*** MATERIAL SUPPLIED ***
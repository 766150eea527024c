pub mod retry;

use anyhow::{Context, Result};
use async_trait::async_trait;
use serde::Deserialize;
use serde_json::Value;
use thiserror::Error;
use tracing::{debug, warn};

use crate::config::{AppConfig, AuthMethod};
use crate::model::issue::Issue;

/// Retrieval failure: a non-2xx response, or a transport-level error
/// reported with status code -1.
#[derive(Error, Debug)]
pub enum FetchError {
    #[error("{message}:{status}")]
    Status { status: u16, message: String },
    #[error("{0}:-1")]
    Transport(String),
}

impl FetchError {
    pub fn status_code(&self) -> i32 {
        match self {
            FetchError::Status { status, .. } => i32::from(*status),
            FetchError::Transport(_) => -1,
        }
    }

    /// 4xx responses are terminal except 401 and 429; everything else,
    /// transport failures included, is worth another attempt.
    pub fn is_retryable(&self) -> bool {
        match self {
            FetchError::Status { status, .. } => {
                status / 100 != 4 || *status == 401 || *status == 429
            }
            FetchError::Transport(_) => true,
        }
    }
}

/// Seam between the pipeline and the HTTP layer; lets tests substitute a
/// scripted source.
#[async_trait]
pub trait IssueSource: Send + Sync {
    async fn fetch_issues_page(&self, offset: u32, limit: u32) -> Result<Vec<Issue>, FetchError>;
}

pub struct BacklogClient {
    base_uri: String,
    api_key: String,
    project_id: u64,
    client: reqwest::Client,
}

impl BacklogClient {
    pub fn new(config: &AppConfig) -> Result<Self> {
        if config.auth_method == AuthMethod::Oauth2 {
            warn!(
                has_access_token = config.access_token.is_some(),
                "oauth2 is configured but the bearer token flow is not implemented; \
                 requests authenticate with the api_key query parameter"
            );
        }

        let timeout = config.retry_policy().http_timeout();
        let client = reqwest::Client::builder()
            .timeout(timeout)
            .connect_timeout(timeout)
            .cookie_store(true)
            .build()
            .context("Failed to build HTTP client")?;

        Ok(Self {
            base_uri: config.uri.trim_end_matches('/').to_string(),
            api_key: config.api_key.clone(),
            project_id: config.project_id,
            client,
        })
    }
}

#[async_trait]
impl IssueSource for BacklogClient {
    async fn fetch_issues_page(&self, offset: u32, limit: u32) -> Result<Vec<Issue>, FetchError> {
        let url = format!("{}/api/v2/issues", self.base_uri);
        let response = self
            .client
            .get(&url)
            .query(&[("projectId[]", self.project_id.to_string())])
            .query(&[("offset", offset.to_string()), ("count", limit.to_string())])
            // Both auth methods authenticate through this query parameter.
            .query(&[("apiKey", self.api_key.as_str())])
            .send()
            .await
            .map_err(|e| FetchError::Transport(e.to_string()))?;

        let status = response.status();
        let body = response
            .text()
            .await
            .map_err(|e| FetchError::Transport(e.to_string()))?;

        if !status.is_success() {
            return Err(FetchError::Status {
                status: status.as_u16(),
                message: extract_error_messages(&body),
            });
        }

        let records: Vec<Value> =
            serde_json::from_str(&body).map_err(|e| FetchError::Transport(e.to_string()))?;
        debug!(offset, limit, fetched = records.len(), "fetched issues page");

        Ok(records.into_iter().map(Issue::new).collect())
    }
}

#[derive(Deserialize)]
struct ErrorBody {
    errors: Vec<ErrorEntry>,
}

#[derive(Deserialize)]
struct ErrorEntry {
    message: String,
}

/// Error bodies carry an `errors` array of messages; anything else is passed
/// through verbatim.
fn extract_error_messages(body: &str) -> String {
    match serde_json::from_str::<ErrorBody>(body) {
        Ok(parsed) => parsed
            .errors
            .into_iter()
            .map(|e| e.message)
            .collect::<Vec<_>>()
            .join(" , "),
        Err(_) => body.to_string(),
    }
}

#[cfg(test)]
mod tests {
    use super::*;
    use crate::config::AppConfig;

    fn config() -> AppConfig {
        AppConfig {
            api_key: "secret".to_string(),
            uri: "https://example.backlog.com/".to_string(),
            project_id: 45687,
            ..AppConfig::default()
        }
    }

    #[test]
    fn client_builds_from_config() {
        let client = BacklogClient::new(&config()).expect("client should build");
        assert_eq!(client.base_uri, "https://example.backlog.com");
        assert_eq!(client.project_id, 45687);
    }

    #[test]
    fn base_uri_trailing_slash_is_trimmed() {
        let client = BacklogClient::new(&config()).unwrap();
        assert!(!client.base_uri.ends_with('/'));
    }

    #[test]
    fn extracts_error_messages_from_errors_array() {
        let body = r#"{"errors":[{"message":"No project."},{"message":"Authentication failure."}]}"#;
        assert_eq!(
            extract_error_messages(body),
            "No project. , Authentication failure."
        );
    }

    #[test]
    fn single_error_message_has_no_separator() {
        let body = r#"{"errors":[{"message":"No project."}]}"#;
        assert_eq!(extract_error_messages(body), "No project.");
    }

    #[test]
    fn non_json_error_body_is_used_verbatim() {
        assert_eq!(extract_error_messages("Bad Gateway"), "Bad Gateway");
    }

    #[test]
    fn malformed_errors_array_falls_back_to_raw_body() {
        let body = r#"{"errors":"broken"}"#;
        assert_eq!(extract_error_messages(body), body);
    }

    #[test]
    fn status_error_display_includes_code_and_message() {
        let err = FetchError::Status {
            status: 404,
            message: "No project.".to_string(),
        };
        assert_eq!(err.to_string(), "No project.:404");
        assert_eq!(err.status_code(), 404);
    }

    #[test]
    fn transport_error_reports_minus_one() {
        let err = FetchError::Transport("connection refused".to_string());
        assert_eq!(err.status_code(), -1);
        assert_eq!(err.to_string(), "connection refused:-1");
    }

    #[test]
    fn retryability_follows_the_status_class() {
        let status = |status: u16| FetchError::Status {
            status,
            message: String::new(),
        };

        assert!(status(500).is_retryable());
        assert!(status(503).is_retryable());
        assert!(status(401).is_retryable());
        assert!(status(429).is_retryable());
        assert!(!status(400).is_retryable());
        assert!(!status(403).is_retryable());
        assert!(!status(404).is_retryable());
        assert!(FetchError::Transport("timed out".to_string()).is_retryable());
    }
}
***
TASK PROMPT>
Wherever the word "query" turns up in a line of the entries above, copy that line.

RESPONSE TO THE EXERCISE>
                 requests authenticate with the api_key query parameter"
            .query(&[("projectId[]", self.project_id.to_string())])
            .query(&[("offset", offset.to_string()), ("count", limit.to_string())])
            // Both auth methods authenticate through this query parameter.
            .query(&[("apiKey", self.api_key.as_str())])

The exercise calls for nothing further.